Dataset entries
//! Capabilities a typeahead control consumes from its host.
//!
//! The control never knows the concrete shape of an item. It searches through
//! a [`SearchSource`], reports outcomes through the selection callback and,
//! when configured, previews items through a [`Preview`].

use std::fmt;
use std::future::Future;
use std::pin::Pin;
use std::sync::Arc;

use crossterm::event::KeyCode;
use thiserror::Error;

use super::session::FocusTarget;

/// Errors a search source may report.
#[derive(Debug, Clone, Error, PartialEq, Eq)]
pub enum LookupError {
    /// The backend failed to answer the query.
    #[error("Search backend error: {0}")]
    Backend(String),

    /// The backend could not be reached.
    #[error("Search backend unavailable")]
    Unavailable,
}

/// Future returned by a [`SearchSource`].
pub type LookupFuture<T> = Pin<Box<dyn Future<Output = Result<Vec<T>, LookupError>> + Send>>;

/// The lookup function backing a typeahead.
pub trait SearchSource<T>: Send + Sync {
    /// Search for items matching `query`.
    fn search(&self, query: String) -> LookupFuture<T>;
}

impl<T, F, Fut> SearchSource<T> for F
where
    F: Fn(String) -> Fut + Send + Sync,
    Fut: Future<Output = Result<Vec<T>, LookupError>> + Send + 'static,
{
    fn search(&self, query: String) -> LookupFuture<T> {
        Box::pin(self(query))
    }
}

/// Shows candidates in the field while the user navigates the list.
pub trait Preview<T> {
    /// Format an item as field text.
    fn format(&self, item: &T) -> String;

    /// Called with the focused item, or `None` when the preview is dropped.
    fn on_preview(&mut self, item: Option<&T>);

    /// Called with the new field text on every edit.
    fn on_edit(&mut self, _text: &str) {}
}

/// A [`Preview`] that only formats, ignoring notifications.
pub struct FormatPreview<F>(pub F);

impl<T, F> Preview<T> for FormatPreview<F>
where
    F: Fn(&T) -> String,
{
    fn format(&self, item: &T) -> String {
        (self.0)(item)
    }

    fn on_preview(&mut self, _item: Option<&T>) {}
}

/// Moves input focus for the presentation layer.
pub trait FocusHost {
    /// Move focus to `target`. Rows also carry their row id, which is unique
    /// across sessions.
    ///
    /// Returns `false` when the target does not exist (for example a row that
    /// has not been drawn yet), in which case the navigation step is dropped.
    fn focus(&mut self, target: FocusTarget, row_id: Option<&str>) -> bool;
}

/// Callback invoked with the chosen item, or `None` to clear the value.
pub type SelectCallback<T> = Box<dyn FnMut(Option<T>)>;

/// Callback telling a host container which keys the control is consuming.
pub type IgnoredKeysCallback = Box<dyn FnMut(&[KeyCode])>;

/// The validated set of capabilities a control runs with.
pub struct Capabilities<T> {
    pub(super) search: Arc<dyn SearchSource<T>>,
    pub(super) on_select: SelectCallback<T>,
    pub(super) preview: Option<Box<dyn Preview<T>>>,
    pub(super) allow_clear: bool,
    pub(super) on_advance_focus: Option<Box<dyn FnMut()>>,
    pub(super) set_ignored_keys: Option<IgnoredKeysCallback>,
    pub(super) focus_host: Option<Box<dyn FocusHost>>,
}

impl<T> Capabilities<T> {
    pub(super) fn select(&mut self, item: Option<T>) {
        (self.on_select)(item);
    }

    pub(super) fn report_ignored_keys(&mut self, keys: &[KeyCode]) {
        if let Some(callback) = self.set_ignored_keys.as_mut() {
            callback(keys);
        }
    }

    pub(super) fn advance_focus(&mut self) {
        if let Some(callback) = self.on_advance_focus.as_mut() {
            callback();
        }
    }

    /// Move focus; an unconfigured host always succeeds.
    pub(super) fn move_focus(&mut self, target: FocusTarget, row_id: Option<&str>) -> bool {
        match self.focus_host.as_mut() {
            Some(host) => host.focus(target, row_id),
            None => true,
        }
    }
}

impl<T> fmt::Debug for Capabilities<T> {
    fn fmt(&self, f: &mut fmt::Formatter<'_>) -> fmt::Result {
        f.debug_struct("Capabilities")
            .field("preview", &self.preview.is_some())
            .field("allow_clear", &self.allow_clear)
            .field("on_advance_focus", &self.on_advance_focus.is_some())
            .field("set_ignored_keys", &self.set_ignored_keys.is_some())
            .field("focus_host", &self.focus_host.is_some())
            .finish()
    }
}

WHAT YOU HAVE TO DO :: With the line that contains "pub(super) preview: Option<Box<dyn" as the start, output every line through the end of the entries exactly. Add no other lines.

TASK RESULT ::
    pub(super) preview: Option<Box<dyn Preview<T>>>,
    pub(super) allow_clear: bool,
    pub(super) on_advance_focus: Option<Box<dyn FnMut()>>,
    pub(super) set_ignored_keys: Option<IgnoredKeysCallback>,
    pub(super) focus_host: Option<Box<dyn FocusHost>>,
}

impl<T> Capabilities<T> {
    pub(super) fn select(&mut self, item: Option<T>) {
        (self.on_select)(item);
    }

    pub(super) fn report_ignored_keys(&mut self, keys: &[KeyCode]) {
        if let Some(callback) = self.set_ignored_keys.as_mut() {
            callback(keys);
        }
    }

    pub(super) fn advance_focus(&mut self) {
        if let Some(callback) = self.on_advance_focus.as_mut() {
            callback();
        }
    }

    /// Move focus; an unconfigured host always succeeds.
    pub(super) fn move_focus(&mut self, target: FocusTarget, row_id: Option<&str>) -> bool {
        match self.focus_host.as_mut() {
            Some(host) => host.focus(target, row_id),
            None => true,
        }
    }
}

impl<T> fmt::Debug for Capabilities<T> {
    fn fmt(&self, f: &mut fmt::Formatter<'_>) -> fmt::Result {
        f.debug_struct("Capabilities")
            .field("preview", &self.preview.is_some())
            .field("allow_clear", &self.allow_clear)
            .field("on_advance_focus", &self.on_advance_focus.is_some())
            .field("set_ignored_keys", &self.set_ignored_keys.is_some())
            .field("focus_host", &self.focus_host.is_some())
            .finish()
    }
}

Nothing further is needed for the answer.